PORTALBERITA.CO.ID - Presenter ternama, Ruben Onsu, mengambil langkah proaktif dalam menjaga hak-hak buah hatinya dengan mengunjungi kantor Komisi Perlindungan Anak Indonesia (KPAI). Kunjungan penting ini bertujuan untuk mencari solusi konkret terkait tantangan yang dihadapi anak-anak di era digital.

Aksi ini dilaksanakan pada hari Senin, 22 Juni 2026, di lokasi kantor KPAI yang berada di kawasan Menteng, Jakarta Pusat.

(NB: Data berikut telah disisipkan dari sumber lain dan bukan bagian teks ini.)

impl PageLayout {
    fn build(
        page: &PageView,
        width: usize,
        diagram_height: u16,
        cursor: Option<usize>,
        highlighter: &PayloadHighlighter,
    ) -> Self {
        let mut builder = PageBuilder {
            segments: Vec::new(),
            lines: Vec::new(),
            rows: 0,
            section_offsets: Vec::new(),
            width: width.max(8),
        };
        match page {
            PageView::NotFound => builder.line(Line::from(Span::styled(
                NOT_FOUND_TEXT,
                Style::default().fg(Color::DarkGray),
            ))),
            PageView::Document {
                title,
                description,
                sections,
            } => {
                builder.line(Line::from(Span::styled(
                    title.clone(),
                    Style::default().fg(ACCENT).add_modifier(Modifier::BOLD),
                )));
                if !description.is_empty() {
                    builder.wrapped(
                        &inline_spans(description, Style::default().fg(Color::Gray)),
                        "",
                        "",
                    );
                }
                builder.blank();
                for section in sections {
                    builder.section(section, cursor, diagram_height, highlighter);
                }
            }
        }
        builder.finish()
    }

    fn render(&self, f: &mut Frame, area: Rect, scroll: u16, grid_gap: f64) {
        let top = usize::from(scroll);
        let bottom = top + usize::from(area.height);
        let mut row = 0usize;
        for segment in &self.segments {
            let len = match segment {
                Segment::Text(lines) => lines.len(),
                Segment::Diagram(_, height) => usize::from(*height),
            };
            let (start, end) = (row.max(top), (row + len).min(bottom));
            if start < end {
                let rect = Rect {
                    x: area.x,
                    y: area.y + to_rows(start - top),
                    width: area.width,
                    height: to_rows(end - start),
                };
                match segment {
                    Segment::Text(lines) => {
                        let visible = lines[start - row..end - row].to_vec();
                        f.render_widget(Paragraph::new(visible), rect);
                    }
                    Segment::Diagram(reference, _) => {
                        draw_inline_diagram(f, rect, *reference, grid_gap);
                    }
                }
            }
            row += len;
            if row >= bottom {
                break;
            }
        }
    }
}

struct PageBuilder {
    segments: Vec<Segment>,
    lines: Vec<Line<'static>>,
    rows: usize,
    section_offsets: Vec<u16>,
    width: usize,
}

impl PageBuilder {
    fn line(&mut self, line: Line<'static>) {
        self.lines.push(line);
        self.rows += 1;
    }

    fn blank(&mut self) {
        self.line(Line::default());
    }

    fn wrapped(&mut self, spans: &[Span<'static>], prefix: &str, indent: &str) {
        for line in wrap_spans(spans, self.width, prefix, indent) {
            self.line(line);
        }
    }

    fn diagram(&mut self, reference: FlowchartRef, height: u16) {
        if !self.lines.is_empty() {
            self.segments
                .push(Segment::Text(std::mem::take(&mut self.lines)));
        }
        self.segments.push(Segment::Diagram(reference, height));
        self.rows += usize::from(height);
    }

    fn section(
        &mut self,
        section: &SectionView,
        cursor: Option<usize>,
        diagram_height: u16,
        highlighter: &PayloadHighlighter,
    ) {
        self.section_offsets.push(to_rows(self.rows));
        let selected = cursor == Some(section.index);
        let mut heading_style = Style::default().add_modifier(Modifier::BOLD);
        if selected {
            heading_style = heading_style.add_modifier(Modifier::REVERSED);
        }
        let mut heading = Vec::new();
        if let Some(chevron) = section.toggle.chevron() {
            heading.push(Span::styled(format!("{chevron} "), heading_style));
        }
        heading.push(Span::styled(section.heading.clone(), heading_style));
        self.line(Line::from(heading));
        if let Some(badge) = &section.badge {
            self.line(Line::from(badge_spans(badge)));
        }
        self.blank();

        for block in &section.blocks {
            self.block(block);
        }

        if let Some(reference) = section.diagram {
            let title = Diagram::for_ref(reference).title;
            self.line(Line::from(vec![
                Span::styled(format!("◆ {title}"), Style::default().fg(ACCENT)),
                Span::styled(
                    "  (Enter: full screen)",
                    Style::default().fg(Color::DarkGray),
                ),
            ]));
            self.diagram(reference, diagram_height);
            self.blank();
        }

        for payload in &section.payloads {
            self.payload(payload, highlighter);
        }
        self.blank();
    }

    fn block(&mut self, block: &ContentBlock) {
        match block {
            ContentBlock::Paragraph { text } => {
                self.wrapped(&inline_spans(text, Style::default()), "", "");
            }
            ContentBlock::Subheading { text } => self.line(Line::from(Span::styled(
                text.clone(),
                Style::default()
                    .fg(ACCENT)
                    .add_modifier(Modifier::BOLD | Modifier::UNDERLINED),
            ))),
            ContentBlock::List { ordered, items } => self.list(*ordered, items),
            ContentBlock::Table { header, rows } => {
                for line in table_lines(header, rows, self.width) {
                    self.line(line);
                }
            }
        }
        self.blank();
    }

    fn list(&mut self, ordered: bool, items: &[ListEntry]) {
        let mut number = 0;
        for item in items {
            let indent = "  ".repeat(item.depth + 1);
            let marker = if ordered && item.depth == 0 {
                number += 1;
                format!("{number}. ")
            } else {
                "• ".to_string()
            };
            let prefix = format!("{indent}{marker}");
            let hanging = " ".repeat(prefix.chars().count());
            self.wrapped(&inline_spans(&item.text, Style::default()), &prefix, &hanging);
        }
    }

    fn payload(&mut self, payload: &Payload, highlighter: &PayloadHighlighter) {
        let frame = Style::default().fg(Color::DarkGray);
        let title = payload.kind.title();
        let rule = "─".repeat(self.width.saturating_sub(title.chars().count() + 6));
        self.line(Line::from(vec![
            Span::styled("  ┌─ ", frame),
            Span::styled(title, Style::default().add_modifier(Modifier::BOLD)),
            Span::styled(format!(" {rule}"), frame),
        ]));
        for line in highlighter.highlight(&payload.text, payload.language.as_deref()) {
            let mut spans = vec![Span::styled("  │ ", frame)];
            spans.extend(line.spans);
            self.line(Line::from(spans));
        }
        self.line(Line::from(Span::styled("  └", frame)));
        self.blank();
    }

    fn finish(mut self) -> PageLayout {
        if !self.lines.is_empty() {
            self.segments.push(Segment::Text(self.lines));
        }
        PageLayout {
            segments: self.segments,
            section_offsets: self.section_offsets,
            height: to_rows(self.rows),
        }
    }
}

fn badge_spans(badge: &Badge) -> Vec<Span<'static>> {
    let mut spans = vec![Span::raw("  ")];
    if let Some(method) = badge.method {
        spans.push(Span::styled(
            format!(" {method} "),
            Style::default()
                .fg(Color::Black)
                .bg(method_color(method))
                .add_modifier(Modifier::BOLD),
        ));
        spans.push(Span::raw(" "));
    }
    if let Some(endpoint) = &badge.endpoint {
        spans.push(Span::styled(
            endpoint.clone(),
            Style::default().fg(Color::Cyan),
        ));
    }
    spans
}

fn flush_span(buffer: &mut String, spans: &mut Vec<Span<'static>>, style: Style) {
    if !buffer.is_empty() {
        spans.push(Span::styled(std::mem::take(buffer), style));
    }
}

/// Styles `**bold**` and `` `code` `` runs; the markers themselves are dropped.
fn inline_spans(text: &str, base: Style) -> Vec<Span<'static>> {
    let mut spans = Vec::new();
    let mut buffer = String::new();
    let (mut bold, mut code) = (false, false);
    let style = |bold: bool, code: bool| {
        let mut style = base;
        if bold {
            style = style.add_modifier(Modifier::BOLD);
        }
        if code {
            style = style.fg(Color::Cyan);
        }
        style
    };
    let mut rest = text;
    while let Some(ch) = rest.chars().next() {
        if !code && rest.starts_with("**") {
            flush_span(&mut buffer, &mut spans, style(bold, code));
            bold = !bold;
            rest = &rest[2..];
        } else if ch == '`' {
            flush_span(&mut buffer, &mut spans, style(bold, code));
            code = !code;
            rest = &rest[1..];
        } else {
            buffer.push(ch);
            rest = &rest[ch.len_utf8()..];
        }
    }
    flush_span(&mut buffer, &mut spans, style(bold, code));
    spans
}

/// Inline text with the markup markers removed.
fn plain_inline(text: &str) -> String {
    text.replace("**", "").replace('`', "")
}

/// Greedy word wrap that keeps span styles; words longer than the width get a row of their own.
fn wrap_spans(
    spans: &[Span<'static>],
    width: usize,
    prefix: &str,
    indent: &str,
) -> Vec<Line<'static>> {
    let mut words: Vec<Vec<Span<'static>>> = Vec::new();
    let mut word: Vec<Span<'static>> = Vec::new();
    for span in spans {
        let mut piece = String::new();
        for ch in span.content.chars() {
            if ch.is_whitespace() {
                flush_span(&mut piece, &mut word, span.style);
                if !word.is_empty() {
                    words.push(std::mem::take(&mut word));
                }
            } else {
                piece.push(ch);
            }
        }
        flush_span(&mut piece, &mut word, span.style);
    }
    if !word.is_empty() {
        words.push(word);
    }

    let mut lines = Vec::new();
    let mut line = vec![Span::raw(prefix.to_string())];
    let mut used = Span::raw(prefix).width();
    let mut empty = true;
    for word in words {
        let word_width: usize = word.iter().map(Span::width).sum();
        if !empty && used + 1 + word_width > width {
            lines.push(Line::from(std::mem::replace(
                &mut line,
                vec![Span::raw(indent.to_string())],
            )));
            used = Span::raw(indent).width();
            empty = true;
        }
        if !empty {
            line.push(Span::raw(" "));
            used += 1;
        }
        used += word_width;
        line.extend(word);
        empty = false;
    }
    lines.push(Line::from(line));
    lines
}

Kedatangan Ruben Onsu menegaskan komitmennya sebagai orang tua untuk memastikan lingkungan digital yang aman bagi kedua putri kesayangannya.

Tujuan utama dari pertemuan tersebut adalah untuk mendapatkan konsultasi hukum secara langsung mengenai permasalahan yang sedang menimpa kedua putrinya. Hal ini menunjukkan keseriusan Ruben dalam menanggapi isu-isu perlindungan anak yang semakin kompleks.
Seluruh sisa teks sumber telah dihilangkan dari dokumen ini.